* _Task description_:
Look through the data below. Pick out the lines holding the string "wireframe".
☆ ☆ ☆ ☆ ☆
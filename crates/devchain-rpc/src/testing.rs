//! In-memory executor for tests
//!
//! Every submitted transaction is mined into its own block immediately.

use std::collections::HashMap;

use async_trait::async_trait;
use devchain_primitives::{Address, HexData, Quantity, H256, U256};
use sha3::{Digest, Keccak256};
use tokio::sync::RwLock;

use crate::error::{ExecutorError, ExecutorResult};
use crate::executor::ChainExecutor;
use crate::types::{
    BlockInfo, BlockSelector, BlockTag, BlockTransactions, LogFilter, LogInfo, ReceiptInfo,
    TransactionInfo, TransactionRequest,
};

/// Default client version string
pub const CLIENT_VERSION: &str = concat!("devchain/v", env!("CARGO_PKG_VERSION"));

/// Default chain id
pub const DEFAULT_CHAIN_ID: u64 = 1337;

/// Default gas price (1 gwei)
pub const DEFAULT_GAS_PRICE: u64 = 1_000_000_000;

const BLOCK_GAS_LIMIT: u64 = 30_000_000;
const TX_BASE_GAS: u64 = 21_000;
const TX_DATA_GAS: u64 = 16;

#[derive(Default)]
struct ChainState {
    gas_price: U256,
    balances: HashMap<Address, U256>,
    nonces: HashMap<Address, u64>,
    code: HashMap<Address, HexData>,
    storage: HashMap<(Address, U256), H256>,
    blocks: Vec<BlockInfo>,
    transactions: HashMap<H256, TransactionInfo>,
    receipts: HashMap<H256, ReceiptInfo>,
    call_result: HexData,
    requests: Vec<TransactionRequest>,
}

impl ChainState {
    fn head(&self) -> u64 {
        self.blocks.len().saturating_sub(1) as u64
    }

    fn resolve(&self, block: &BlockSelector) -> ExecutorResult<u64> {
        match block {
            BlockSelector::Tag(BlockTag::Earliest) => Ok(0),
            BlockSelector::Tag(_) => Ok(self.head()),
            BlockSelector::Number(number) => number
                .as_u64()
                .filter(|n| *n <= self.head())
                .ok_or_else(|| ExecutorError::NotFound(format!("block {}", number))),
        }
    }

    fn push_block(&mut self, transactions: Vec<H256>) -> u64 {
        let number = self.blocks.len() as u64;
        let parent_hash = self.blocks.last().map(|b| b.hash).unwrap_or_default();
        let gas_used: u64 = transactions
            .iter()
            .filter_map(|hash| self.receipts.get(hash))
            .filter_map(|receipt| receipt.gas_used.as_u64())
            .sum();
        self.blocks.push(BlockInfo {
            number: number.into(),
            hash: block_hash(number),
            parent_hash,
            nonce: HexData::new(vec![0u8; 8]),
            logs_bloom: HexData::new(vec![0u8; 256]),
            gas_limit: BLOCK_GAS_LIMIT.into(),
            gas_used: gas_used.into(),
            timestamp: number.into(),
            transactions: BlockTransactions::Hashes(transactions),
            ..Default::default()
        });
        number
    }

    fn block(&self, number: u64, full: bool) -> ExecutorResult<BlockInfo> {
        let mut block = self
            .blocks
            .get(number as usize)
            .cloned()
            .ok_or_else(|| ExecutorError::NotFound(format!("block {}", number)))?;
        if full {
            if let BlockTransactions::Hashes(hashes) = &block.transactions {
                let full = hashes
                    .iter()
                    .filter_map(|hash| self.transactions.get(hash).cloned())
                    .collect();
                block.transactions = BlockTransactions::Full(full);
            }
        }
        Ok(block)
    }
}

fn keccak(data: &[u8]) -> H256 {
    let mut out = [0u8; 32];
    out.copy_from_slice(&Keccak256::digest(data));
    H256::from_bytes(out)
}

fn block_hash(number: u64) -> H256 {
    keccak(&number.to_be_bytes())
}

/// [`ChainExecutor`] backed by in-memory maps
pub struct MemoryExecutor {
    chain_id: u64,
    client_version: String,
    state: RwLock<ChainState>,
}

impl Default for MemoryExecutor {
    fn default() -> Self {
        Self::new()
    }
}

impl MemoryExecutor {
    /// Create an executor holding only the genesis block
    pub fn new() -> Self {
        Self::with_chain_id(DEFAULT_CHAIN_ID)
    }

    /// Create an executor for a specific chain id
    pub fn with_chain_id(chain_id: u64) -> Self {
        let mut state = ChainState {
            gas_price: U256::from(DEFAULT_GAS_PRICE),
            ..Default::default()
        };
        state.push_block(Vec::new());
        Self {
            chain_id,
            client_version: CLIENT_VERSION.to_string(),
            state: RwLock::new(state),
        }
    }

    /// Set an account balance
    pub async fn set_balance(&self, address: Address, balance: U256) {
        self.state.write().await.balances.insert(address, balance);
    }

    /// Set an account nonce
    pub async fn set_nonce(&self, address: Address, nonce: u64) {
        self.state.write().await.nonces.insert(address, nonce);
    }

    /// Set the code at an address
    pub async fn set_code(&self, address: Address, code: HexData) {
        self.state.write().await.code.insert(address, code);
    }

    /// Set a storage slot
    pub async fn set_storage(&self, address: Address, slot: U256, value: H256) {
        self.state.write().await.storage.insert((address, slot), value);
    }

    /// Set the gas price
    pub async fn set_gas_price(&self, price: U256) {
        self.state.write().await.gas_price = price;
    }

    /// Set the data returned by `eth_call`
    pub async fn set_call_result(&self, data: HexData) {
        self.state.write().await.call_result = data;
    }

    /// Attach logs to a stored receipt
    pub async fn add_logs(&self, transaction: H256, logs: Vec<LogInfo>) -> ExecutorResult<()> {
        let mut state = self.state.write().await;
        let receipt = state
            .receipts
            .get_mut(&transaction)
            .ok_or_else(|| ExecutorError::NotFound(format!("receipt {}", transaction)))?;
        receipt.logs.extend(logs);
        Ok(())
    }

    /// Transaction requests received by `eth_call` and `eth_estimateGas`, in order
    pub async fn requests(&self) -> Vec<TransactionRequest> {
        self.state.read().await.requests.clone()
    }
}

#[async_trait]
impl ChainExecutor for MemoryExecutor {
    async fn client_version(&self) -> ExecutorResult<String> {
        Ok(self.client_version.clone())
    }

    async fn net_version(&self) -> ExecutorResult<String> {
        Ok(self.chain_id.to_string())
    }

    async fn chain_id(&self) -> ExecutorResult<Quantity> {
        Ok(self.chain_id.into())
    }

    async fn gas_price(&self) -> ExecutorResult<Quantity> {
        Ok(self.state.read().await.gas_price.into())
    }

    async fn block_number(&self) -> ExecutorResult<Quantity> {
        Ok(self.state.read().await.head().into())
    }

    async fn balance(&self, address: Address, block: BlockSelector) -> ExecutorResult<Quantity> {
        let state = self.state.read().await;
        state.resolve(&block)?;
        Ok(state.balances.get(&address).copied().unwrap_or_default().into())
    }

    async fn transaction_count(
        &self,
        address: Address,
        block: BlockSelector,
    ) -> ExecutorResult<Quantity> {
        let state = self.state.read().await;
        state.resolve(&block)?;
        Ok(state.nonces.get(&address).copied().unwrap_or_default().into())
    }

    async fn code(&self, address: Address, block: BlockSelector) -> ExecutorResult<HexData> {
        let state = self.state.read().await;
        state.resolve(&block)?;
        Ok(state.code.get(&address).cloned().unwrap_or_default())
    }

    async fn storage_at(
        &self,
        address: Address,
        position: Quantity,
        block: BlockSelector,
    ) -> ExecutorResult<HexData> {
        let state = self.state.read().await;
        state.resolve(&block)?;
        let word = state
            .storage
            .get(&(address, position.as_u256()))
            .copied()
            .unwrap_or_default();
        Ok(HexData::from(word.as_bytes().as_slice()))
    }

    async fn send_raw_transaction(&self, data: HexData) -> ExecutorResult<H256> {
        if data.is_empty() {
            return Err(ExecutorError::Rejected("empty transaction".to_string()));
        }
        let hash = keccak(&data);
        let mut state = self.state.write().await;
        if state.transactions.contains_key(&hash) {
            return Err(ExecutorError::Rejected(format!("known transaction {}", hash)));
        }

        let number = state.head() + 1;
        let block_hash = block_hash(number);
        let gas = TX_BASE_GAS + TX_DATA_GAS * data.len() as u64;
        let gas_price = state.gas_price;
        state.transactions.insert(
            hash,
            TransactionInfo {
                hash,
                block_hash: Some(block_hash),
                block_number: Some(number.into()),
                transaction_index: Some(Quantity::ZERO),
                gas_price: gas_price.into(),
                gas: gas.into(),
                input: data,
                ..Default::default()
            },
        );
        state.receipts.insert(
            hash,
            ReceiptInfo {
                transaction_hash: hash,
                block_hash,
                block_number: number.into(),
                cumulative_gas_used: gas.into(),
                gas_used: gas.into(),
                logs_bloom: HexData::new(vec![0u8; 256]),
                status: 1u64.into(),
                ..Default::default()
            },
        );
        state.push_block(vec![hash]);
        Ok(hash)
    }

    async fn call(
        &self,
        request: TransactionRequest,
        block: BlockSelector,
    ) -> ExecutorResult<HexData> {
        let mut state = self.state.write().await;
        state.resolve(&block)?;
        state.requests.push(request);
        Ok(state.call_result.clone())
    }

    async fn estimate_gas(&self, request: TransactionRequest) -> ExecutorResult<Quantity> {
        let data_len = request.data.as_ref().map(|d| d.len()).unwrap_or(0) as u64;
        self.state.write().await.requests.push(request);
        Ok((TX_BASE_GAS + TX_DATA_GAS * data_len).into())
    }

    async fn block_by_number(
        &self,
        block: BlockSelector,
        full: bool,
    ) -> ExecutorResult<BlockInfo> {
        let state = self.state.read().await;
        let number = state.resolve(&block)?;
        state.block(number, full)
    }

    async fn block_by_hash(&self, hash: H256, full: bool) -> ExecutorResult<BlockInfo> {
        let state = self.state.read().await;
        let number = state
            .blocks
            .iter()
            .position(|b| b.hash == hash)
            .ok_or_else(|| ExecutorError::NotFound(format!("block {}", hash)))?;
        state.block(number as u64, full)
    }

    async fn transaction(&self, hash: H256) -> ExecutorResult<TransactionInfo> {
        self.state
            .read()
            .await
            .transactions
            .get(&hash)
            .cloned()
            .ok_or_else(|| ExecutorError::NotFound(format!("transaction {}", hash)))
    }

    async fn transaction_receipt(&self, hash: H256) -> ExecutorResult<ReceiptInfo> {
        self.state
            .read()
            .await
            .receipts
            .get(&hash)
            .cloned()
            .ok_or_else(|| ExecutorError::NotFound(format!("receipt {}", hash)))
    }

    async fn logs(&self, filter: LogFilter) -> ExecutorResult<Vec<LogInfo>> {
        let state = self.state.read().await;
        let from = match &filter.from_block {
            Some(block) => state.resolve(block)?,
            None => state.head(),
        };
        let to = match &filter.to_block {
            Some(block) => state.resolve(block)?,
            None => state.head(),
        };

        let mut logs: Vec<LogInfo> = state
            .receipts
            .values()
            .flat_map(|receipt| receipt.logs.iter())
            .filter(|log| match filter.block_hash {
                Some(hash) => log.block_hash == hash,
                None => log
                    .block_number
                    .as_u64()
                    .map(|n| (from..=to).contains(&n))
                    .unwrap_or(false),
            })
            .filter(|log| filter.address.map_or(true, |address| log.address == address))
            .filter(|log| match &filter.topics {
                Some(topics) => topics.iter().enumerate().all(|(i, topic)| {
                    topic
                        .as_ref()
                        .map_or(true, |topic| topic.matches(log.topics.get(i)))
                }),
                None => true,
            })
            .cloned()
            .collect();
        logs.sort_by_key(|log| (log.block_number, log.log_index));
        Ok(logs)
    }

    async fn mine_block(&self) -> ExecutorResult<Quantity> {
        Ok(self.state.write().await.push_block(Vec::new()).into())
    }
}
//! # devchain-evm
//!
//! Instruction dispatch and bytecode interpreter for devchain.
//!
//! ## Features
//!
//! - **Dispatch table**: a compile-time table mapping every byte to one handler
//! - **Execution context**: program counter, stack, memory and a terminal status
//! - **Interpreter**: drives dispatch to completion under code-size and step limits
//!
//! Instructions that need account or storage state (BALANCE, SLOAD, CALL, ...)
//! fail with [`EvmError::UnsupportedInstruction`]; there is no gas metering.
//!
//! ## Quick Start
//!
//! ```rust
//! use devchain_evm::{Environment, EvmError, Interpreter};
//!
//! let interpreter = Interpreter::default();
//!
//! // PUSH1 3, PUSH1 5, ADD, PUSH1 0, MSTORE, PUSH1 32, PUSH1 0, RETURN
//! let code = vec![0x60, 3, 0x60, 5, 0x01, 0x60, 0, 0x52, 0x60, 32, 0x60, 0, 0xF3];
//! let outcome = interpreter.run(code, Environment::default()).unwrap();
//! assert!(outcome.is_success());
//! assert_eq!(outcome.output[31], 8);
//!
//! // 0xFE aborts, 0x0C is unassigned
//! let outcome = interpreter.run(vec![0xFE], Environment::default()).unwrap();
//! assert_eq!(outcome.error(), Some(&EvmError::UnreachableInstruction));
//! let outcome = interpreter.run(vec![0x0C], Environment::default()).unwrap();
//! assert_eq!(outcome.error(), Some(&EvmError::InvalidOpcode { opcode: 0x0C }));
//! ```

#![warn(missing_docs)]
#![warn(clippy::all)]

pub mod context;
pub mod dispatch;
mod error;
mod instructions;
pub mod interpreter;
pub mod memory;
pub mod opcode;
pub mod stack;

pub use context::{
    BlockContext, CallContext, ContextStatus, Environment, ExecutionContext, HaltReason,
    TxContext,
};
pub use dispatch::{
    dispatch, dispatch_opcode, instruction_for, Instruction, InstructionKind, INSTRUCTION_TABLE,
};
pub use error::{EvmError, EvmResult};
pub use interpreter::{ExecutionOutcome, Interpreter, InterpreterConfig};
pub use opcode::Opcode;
☆ ☆ ☆ ☆ ☆
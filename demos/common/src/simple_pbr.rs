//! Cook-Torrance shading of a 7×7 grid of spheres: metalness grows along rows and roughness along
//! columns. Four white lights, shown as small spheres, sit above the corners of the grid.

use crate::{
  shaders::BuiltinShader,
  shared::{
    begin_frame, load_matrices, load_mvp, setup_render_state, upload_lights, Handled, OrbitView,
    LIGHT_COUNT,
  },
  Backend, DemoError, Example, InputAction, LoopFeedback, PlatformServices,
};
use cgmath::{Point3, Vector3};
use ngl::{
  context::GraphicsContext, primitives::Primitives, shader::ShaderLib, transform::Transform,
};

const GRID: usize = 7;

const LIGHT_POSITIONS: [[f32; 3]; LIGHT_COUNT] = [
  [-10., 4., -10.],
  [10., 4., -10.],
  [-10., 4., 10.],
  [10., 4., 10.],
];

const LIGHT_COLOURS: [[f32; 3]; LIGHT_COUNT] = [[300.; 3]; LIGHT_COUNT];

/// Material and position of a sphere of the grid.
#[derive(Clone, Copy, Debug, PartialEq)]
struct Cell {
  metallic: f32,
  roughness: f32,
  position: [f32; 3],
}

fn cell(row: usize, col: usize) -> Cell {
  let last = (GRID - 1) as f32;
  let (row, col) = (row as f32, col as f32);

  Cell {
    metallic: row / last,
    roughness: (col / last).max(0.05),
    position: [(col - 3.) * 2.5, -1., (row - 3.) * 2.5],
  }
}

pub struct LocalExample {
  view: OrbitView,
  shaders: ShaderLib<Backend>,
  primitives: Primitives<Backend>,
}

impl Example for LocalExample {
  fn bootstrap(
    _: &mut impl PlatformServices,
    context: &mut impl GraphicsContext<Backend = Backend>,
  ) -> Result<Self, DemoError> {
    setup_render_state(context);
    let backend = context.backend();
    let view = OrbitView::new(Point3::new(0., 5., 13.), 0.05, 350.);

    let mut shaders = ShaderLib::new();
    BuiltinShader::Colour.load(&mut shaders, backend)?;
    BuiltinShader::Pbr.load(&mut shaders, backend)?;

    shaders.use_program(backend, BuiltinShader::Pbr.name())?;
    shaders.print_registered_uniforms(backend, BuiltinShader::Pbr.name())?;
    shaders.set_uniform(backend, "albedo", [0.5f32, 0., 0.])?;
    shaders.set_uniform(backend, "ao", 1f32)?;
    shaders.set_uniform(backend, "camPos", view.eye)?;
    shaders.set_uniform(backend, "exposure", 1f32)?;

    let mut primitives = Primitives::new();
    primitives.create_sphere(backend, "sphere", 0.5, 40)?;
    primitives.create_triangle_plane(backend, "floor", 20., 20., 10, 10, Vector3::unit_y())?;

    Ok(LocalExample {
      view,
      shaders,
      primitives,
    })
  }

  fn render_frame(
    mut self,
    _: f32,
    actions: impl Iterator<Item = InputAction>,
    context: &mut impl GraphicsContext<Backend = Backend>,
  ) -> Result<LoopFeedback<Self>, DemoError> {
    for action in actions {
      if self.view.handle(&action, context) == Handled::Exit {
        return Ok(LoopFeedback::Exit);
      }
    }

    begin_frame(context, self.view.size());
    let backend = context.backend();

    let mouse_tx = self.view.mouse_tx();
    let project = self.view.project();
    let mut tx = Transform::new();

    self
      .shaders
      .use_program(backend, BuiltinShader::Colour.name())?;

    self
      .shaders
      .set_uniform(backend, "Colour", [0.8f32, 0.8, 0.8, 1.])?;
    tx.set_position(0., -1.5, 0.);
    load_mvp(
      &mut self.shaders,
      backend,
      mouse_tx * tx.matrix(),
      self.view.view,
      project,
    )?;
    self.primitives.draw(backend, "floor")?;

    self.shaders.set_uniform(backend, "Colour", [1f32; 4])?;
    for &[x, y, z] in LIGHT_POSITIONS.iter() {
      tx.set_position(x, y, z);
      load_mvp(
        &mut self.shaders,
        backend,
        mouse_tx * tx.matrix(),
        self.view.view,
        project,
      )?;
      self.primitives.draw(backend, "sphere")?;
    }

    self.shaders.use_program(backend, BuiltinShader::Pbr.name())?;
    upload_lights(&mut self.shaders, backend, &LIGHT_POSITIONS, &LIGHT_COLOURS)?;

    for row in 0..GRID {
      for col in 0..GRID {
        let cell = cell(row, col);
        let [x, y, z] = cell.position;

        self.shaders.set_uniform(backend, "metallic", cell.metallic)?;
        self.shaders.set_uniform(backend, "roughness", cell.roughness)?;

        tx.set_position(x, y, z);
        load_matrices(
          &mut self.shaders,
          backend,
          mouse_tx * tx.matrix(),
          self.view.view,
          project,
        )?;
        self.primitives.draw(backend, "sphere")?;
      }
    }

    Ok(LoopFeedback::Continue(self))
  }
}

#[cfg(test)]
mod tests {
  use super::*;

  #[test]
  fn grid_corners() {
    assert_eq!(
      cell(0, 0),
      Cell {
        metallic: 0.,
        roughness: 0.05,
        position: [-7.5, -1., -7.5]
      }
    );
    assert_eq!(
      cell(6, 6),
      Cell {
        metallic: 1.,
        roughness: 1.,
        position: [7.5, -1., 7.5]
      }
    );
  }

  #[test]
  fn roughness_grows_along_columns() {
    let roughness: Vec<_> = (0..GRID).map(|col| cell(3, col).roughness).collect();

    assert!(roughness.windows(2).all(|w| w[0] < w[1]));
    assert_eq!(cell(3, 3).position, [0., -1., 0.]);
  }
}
☆ ☆ ☆ ☆ ☆
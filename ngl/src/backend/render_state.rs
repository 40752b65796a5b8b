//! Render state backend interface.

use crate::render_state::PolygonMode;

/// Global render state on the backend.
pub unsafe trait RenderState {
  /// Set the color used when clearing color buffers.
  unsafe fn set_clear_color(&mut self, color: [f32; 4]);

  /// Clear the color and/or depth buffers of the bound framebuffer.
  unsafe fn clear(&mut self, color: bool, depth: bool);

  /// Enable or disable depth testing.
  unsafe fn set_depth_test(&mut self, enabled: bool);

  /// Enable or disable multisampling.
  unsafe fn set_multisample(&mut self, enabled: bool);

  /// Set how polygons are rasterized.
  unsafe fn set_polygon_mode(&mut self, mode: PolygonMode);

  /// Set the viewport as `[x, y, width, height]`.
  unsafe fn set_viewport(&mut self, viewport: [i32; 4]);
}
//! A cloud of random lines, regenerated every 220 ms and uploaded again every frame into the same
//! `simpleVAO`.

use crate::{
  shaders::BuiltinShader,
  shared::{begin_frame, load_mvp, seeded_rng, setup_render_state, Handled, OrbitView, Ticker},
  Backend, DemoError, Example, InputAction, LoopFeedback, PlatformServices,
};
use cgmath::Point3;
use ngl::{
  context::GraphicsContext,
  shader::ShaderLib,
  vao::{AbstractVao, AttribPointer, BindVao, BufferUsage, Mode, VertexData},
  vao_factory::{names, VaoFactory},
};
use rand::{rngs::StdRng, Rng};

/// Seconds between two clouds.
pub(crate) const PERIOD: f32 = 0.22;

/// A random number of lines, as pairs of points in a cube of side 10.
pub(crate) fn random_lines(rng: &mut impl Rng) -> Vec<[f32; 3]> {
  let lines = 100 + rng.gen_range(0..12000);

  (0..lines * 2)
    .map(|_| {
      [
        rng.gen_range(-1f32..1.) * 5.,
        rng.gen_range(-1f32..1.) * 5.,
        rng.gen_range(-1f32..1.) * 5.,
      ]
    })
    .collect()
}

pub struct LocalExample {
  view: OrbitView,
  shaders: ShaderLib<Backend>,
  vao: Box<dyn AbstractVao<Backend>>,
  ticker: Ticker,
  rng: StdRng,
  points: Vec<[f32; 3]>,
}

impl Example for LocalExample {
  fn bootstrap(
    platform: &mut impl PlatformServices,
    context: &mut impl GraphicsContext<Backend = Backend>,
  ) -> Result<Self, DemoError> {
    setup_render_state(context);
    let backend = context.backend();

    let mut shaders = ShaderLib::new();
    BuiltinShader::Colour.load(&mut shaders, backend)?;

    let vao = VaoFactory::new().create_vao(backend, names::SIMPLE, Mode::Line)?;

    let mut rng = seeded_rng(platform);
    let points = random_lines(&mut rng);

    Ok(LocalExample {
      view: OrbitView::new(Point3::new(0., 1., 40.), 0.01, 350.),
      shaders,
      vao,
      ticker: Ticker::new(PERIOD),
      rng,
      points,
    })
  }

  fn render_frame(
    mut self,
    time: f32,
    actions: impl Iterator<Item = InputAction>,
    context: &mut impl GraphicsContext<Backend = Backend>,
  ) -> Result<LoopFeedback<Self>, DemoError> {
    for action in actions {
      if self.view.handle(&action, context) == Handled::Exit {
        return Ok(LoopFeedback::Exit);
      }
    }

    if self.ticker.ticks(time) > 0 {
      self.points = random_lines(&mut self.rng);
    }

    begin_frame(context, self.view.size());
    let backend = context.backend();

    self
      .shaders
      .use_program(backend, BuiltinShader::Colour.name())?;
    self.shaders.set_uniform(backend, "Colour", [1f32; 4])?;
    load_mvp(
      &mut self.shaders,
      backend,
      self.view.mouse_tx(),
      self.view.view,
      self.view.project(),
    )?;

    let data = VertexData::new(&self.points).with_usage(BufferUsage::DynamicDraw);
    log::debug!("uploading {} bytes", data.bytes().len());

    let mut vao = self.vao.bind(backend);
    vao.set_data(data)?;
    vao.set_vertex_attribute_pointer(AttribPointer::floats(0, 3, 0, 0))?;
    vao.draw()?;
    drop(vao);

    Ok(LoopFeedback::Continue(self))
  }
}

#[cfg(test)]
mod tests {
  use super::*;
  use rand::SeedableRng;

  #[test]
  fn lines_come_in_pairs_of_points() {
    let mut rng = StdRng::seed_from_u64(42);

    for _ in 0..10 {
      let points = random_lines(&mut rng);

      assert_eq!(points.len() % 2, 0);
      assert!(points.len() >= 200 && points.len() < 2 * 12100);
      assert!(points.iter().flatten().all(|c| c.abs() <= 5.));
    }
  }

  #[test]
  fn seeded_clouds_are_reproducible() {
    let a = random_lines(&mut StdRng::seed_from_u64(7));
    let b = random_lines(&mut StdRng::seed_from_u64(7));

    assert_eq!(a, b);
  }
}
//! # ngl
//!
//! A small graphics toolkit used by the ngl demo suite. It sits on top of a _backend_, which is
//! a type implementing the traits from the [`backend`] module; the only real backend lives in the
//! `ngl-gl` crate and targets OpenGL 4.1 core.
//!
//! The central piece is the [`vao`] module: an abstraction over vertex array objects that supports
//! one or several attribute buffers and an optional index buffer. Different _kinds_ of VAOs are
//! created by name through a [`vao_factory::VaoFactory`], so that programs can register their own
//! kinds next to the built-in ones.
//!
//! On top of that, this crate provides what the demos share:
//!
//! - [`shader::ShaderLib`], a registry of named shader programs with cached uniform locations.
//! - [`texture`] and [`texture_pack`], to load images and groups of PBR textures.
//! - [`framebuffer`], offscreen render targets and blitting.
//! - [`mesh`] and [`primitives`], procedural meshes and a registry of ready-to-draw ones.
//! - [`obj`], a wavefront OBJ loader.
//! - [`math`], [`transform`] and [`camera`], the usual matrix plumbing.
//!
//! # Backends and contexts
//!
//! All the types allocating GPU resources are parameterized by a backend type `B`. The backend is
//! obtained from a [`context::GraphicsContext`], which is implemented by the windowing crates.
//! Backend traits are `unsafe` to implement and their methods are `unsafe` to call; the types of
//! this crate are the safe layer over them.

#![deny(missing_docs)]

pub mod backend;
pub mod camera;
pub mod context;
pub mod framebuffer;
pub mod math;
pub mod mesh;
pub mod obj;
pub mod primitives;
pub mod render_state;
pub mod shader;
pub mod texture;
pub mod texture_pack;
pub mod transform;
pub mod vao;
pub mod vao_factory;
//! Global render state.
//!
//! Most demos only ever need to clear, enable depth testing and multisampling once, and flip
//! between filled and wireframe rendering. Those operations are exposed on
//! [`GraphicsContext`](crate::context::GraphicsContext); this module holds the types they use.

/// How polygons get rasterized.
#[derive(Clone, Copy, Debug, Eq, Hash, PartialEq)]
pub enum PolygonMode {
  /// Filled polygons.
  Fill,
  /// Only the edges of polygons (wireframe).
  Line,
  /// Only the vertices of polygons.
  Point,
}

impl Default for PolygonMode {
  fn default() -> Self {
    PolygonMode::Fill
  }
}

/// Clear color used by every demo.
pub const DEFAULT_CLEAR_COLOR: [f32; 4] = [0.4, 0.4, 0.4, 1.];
☆ ☆ ☆ ☆ ☆
* _Answer for this exercise_:
//! between filled and wireframe rendering. Those operations are exposed on
  /// Only the edges of polygons (wireframe).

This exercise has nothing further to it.